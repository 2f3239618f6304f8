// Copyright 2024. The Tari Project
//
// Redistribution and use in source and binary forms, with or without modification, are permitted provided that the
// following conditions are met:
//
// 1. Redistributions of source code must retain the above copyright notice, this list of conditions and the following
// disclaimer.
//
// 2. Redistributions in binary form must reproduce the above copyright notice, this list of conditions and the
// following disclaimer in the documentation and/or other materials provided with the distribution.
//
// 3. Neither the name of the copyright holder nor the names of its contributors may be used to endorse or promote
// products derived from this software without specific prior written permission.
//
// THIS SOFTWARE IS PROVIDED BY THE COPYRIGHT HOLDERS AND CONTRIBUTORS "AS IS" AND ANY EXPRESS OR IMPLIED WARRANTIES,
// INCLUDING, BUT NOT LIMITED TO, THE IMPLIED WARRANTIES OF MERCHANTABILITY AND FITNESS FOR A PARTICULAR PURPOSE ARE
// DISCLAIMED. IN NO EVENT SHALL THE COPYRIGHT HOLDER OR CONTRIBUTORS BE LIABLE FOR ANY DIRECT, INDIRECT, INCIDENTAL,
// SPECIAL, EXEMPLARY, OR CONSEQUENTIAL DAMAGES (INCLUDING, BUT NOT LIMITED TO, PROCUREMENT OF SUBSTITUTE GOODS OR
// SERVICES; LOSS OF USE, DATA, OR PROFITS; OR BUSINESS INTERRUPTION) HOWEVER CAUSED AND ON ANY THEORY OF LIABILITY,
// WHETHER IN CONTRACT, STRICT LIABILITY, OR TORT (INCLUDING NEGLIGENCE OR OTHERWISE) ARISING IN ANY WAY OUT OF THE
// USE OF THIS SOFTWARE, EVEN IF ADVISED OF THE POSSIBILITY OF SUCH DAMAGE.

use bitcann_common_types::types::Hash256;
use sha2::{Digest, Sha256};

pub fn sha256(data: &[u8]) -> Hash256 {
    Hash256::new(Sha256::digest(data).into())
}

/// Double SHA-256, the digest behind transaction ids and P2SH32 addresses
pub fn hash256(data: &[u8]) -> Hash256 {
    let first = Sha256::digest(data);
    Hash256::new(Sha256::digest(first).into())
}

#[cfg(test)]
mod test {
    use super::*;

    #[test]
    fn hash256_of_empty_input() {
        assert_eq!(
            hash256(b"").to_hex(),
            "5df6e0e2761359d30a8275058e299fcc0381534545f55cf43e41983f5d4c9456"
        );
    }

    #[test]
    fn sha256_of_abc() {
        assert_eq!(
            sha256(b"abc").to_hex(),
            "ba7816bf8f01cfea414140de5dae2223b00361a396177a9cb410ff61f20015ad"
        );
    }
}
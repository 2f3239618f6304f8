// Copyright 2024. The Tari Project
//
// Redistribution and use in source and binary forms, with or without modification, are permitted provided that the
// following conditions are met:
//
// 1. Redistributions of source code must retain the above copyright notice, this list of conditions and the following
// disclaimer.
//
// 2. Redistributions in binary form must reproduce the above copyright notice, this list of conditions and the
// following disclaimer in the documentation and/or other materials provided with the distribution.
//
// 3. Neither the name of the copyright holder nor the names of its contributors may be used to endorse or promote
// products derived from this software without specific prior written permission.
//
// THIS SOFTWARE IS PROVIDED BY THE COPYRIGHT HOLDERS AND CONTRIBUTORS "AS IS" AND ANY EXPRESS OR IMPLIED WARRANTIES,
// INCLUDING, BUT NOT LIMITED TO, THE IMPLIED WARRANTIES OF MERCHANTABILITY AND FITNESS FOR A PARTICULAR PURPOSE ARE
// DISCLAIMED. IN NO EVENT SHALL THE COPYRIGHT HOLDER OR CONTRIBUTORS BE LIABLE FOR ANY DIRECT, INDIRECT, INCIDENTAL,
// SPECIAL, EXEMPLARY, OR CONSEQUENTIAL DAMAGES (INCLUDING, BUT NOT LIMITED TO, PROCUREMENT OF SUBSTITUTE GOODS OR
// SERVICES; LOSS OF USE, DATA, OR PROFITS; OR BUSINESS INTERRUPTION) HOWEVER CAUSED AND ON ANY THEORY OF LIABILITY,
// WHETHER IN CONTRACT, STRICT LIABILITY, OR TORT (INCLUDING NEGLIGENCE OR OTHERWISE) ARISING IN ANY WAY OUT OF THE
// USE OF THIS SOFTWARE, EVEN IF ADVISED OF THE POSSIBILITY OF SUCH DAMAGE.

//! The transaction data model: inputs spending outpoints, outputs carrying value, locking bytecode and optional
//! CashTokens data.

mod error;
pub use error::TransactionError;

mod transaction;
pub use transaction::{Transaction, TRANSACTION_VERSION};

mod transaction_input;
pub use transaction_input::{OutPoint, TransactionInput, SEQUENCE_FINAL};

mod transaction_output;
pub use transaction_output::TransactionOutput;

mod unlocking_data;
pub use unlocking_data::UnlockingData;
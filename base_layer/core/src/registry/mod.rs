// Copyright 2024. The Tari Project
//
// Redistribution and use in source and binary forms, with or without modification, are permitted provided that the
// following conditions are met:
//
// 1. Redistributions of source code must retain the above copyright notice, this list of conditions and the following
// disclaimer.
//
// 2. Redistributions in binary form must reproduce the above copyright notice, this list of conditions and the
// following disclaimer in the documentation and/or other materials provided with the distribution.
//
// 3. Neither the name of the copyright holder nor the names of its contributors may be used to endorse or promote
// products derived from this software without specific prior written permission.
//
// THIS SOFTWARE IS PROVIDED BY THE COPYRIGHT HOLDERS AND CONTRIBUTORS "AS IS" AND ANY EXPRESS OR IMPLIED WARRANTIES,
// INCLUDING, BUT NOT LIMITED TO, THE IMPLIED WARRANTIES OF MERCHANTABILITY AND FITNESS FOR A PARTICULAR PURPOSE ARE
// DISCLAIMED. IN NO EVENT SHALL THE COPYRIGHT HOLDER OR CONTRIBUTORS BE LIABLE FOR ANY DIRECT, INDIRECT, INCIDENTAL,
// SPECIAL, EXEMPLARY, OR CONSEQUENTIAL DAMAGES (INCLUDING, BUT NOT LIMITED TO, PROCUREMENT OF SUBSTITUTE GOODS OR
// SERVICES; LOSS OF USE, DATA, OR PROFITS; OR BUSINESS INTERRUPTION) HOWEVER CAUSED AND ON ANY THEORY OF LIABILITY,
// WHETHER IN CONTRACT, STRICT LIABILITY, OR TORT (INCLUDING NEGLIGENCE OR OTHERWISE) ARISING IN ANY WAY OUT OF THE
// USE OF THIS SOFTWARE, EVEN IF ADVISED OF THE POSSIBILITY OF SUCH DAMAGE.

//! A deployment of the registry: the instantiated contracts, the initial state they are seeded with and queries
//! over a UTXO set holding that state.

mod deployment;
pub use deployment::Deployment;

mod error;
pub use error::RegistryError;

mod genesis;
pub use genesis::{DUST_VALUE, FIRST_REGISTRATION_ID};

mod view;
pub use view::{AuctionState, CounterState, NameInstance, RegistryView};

········

▶ INSTRUCTIONS TO FOLLOW
Type out the full listing again, exactly as given.

▶ RESULT OF THE EXERCISE
repository 2f3239618f6304f8
// Copyright 2024. The Tari Project
//
// Redistribution and use in source and binary forms, with or without modification, are permitted provided that the
// following conditions are met:
//
// 1. Redistributions of source code must retain the above copyright notice, this list of conditions and the following
// disclaimer.
//
// 2. Redistributions in binary form must reproduce the above copyright notice, this list of conditions and the
// following disclaimer in the documentation and/or other materials provided with the distribution.
//
// 3. Neither the name of the copyright holder nor the names of its contributors may be used to endorse or promote
// products derived from this software without specific prior written permission.
//
// THIS SOFTWARE IS PROVIDED BY THE COPYRIGHT HOLDERS AND CONTRIBUTORS "AS IS" AND ANY EXPRESS OR IMPLIED WARRANTIES,
// INCLUDING, BUT NOT LIMITED TO, THE IMPLIED WARRANTIES OF MERCHANTABILITY AND FITNESS FOR A PARTICULAR PURPOSE ARE
// DISCLAIMED. IN NO EVENT SHALL THE COPYRIGHT HOLDER OR CONTRIBUTORS BE LIABLE FOR ANY DIRECT, INDIRECT, INCIDENTAL,
// SPECIAL, EXEMPLARY, OR CONSEQUENTIAL DAMAGES (INCLUDING, BUT NOT LIMITED TO, PROCUREMENT OF SUBSTITUTE GOODS OR
// SERVICES; LOSS OF USE, DATA, OR PROFITS; OR BUSINESS INTERRUPTION) HOWEVER CAUSED AND ON ANY THEORY OF LIABILITY,
// WHETHER IN CONTRACT, STRICT LIABILITY, OR TORT (INCLUDING NEGLIGENCE OR OTHERWISE) ARISING IN ANY WAY OUT OF THE
// USE OF THIS SOFTWARE, EVEN IF ADVISED OF THE POSSIBILITY OF SUCH DAMAGE.

use bitcann_common_types::types::Hash256;
use sha2::{Digest, Sha256};

pub fn sha256(data: &[u8]) -> Hash256 {
    Hash256::new(Sha256::digest(data).into())
}

/// Double SHA-256, the digest behind transaction ids and P2SH32 addresses
pub fn hash256(data: &[u8]) -> Hash256 {
    let first = Sha256::digest(data);
    Hash256::new(Sha256::digest(first).into())
}

#[cfg(test)]
mod test {
    use super::*;

    #[test]
    fn hash256_of_empty_input() {
        assert_eq!(
            hash256(b"").to_hex(),
            "5df6e0e2761359d30a8275058e299fcc0381534545f55cf43e41983f5d4c9456"
        );
    }

    #[test]
    fn sha256_of_abc() {
        assert_eq!(
            sha256(b"abc").to_hex(),
            "ba7816bf8f01cfea414140de5dae2223b00361a396177a9cb410ff61f20015ad"
        );
    }
}
repository 2f3239618f6304f8
// Copyright 2024. The Tari Project
//
// Redistribution and use in source and binary forms, with or without modification, are permitted provided that the
// following conditions are met:
//
// 1. Redistributions of source code must retain the above copyright notice, this list of conditions and the following
// disclaimer.
//
// 2. Redistributions in binary form must reproduce the above copyright notice, this list of conditions and the
// following disclaimer in the documentation and/or other materials provided with the distribution.
//
// 3. Neither the name of the copyright holder nor the names of its contributors may be used to endorse or promote
// products derived from this software without specific prior written permission.
//
// THIS SOFTWARE IS PROVIDED BY THE COPYRIGHT HOLDERS AND CONTRIBUTORS "AS IS" AND ANY EXPRESS OR IMPLIED WARRANTIES,
// INCLUDING, BUT NOT LIMITED TO, THE IMPLIED WARRANTIES OF MERCHANTABILITY AND FITNESS FOR A PARTICULAR PURPOSE ARE
// DISCLAIMED. IN NO EVENT SHALL THE COPYRIGHT HOLDER OR CONTRIBUTORS BE LIABLE FOR ANY DIRECT, INDIRECT, INCIDENTAL,
// SPECIAL, EXEMPLARY, OR CONSEQUENTIAL DAMAGES (INCLUDING, BUT NOT LIMITED TO, PROCUREMENT OF SUBSTITUTE GOODS OR
// SERVICES; LOSS OF USE, DATA, OR PROFITS; OR BUSINESS INTERRUPTION) HOWEVER CAUSED AND ON ANY THEORY OF LIABILITY,
// WHETHER IN CONTRACT, STRICT LIABILITY, OR TORT (INCLUDING NEGLIGENCE OR OTHERWISE) ARISING IN ANY WAY OUT OF THE
// USE OF THIS SOFTWARE, EVEN IF ADVISED OF THE POSSIBILITY OF SUCH DAMAGE.

//! The transaction data model: inputs spending outpoints, outputs carrying value, locking bytecode and optional
//! CashTokens data.

mod error;
pub use error::TransactionError;

mod transaction;
pub use transaction::{Transaction, TRANSACTION_VERSION};

mod transaction_input;
pub use transaction_input::{OutPoint, TransactionInput, SEQUENCE_FINAL};

mod transaction_output;
pub use transaction_output::TransactionOutput;

mod unlocking_data;
pub use unlocking_data::UnlockingData;
filename base_layer/core/src/registry/mod.rs
// Copyright 2024. The Tari Project
//
// Redistribution and use in source and binary forms, with or without modification, are permitted provided that the
// following conditions are met:
//
// 1. Redistributions of source code must retain the above copyright notice, this list of conditions and the following
// disclaimer.
//
// 2. Redistributions in binary form must reproduce the above copyright notice, this list of conditions and the
// following disclaimer in the documentation and/or other materials provided with the distribution.
//
// 3. Neither the name of the copyright holder nor the names of its contributors may be used to endorse or promote
// products derived from this software without specific prior written permission.
//
// THIS SOFTWARE IS PROVIDED BY THE COPYRIGHT HOLDERS AND CONTRIBUTORS "AS IS" AND ANY EXPRESS OR IMPLIED WARRANTIES,
// INCLUDING, BUT NOT LIMITED TO, THE IMPLIED WARRANTIES OF MERCHANTABILITY AND FITNESS FOR A PARTICULAR PURPOSE ARE
// DISCLAIMED. IN NO EVENT SHALL THE COPYRIGHT HOLDER OR CONTRIBUTORS BE LIABLE FOR ANY DIRECT, INDIRECT, INCIDENTAL,
// SPECIAL, EXEMPLARY, OR CONSEQUENTIAL DAMAGES (INCLUDING, BUT NOT LIMITED TO, PROCUREMENT OF SUBSTITUTE GOODS OR
// SERVICES; LOSS OF USE, DATA, OR PROFITS; OR BUSINESS INTERRUPTION) HOWEVER CAUSED AND ON ANY THEORY OF LIABILITY,
// WHETHER IN CONTRACT, STRICT LIABILITY, OR TORT (INCLUDING NEGLIGENCE OR OTHERWISE) ARISING IN ANY WAY OUT OF THE
// USE OF THIS SOFTWARE, EVEN IF ADVISED OF THE POSSIBILITY OF SUCH DAMAGE.

//! A deployment of the registry: the instantiated contracts, the initial state they are seeded with and queries
//! over a UTXO set holding that state.

mod deployment;
pub use deployment::Deployment;

mod error;
pub use error::RegistryError;

mod genesis;
pub use genesis::{DUST_VALUE, FIRST_REGISTRATION_ID};

mod view;
pub use view::{AuctionState, CounterState, NameInstance, RegistryView};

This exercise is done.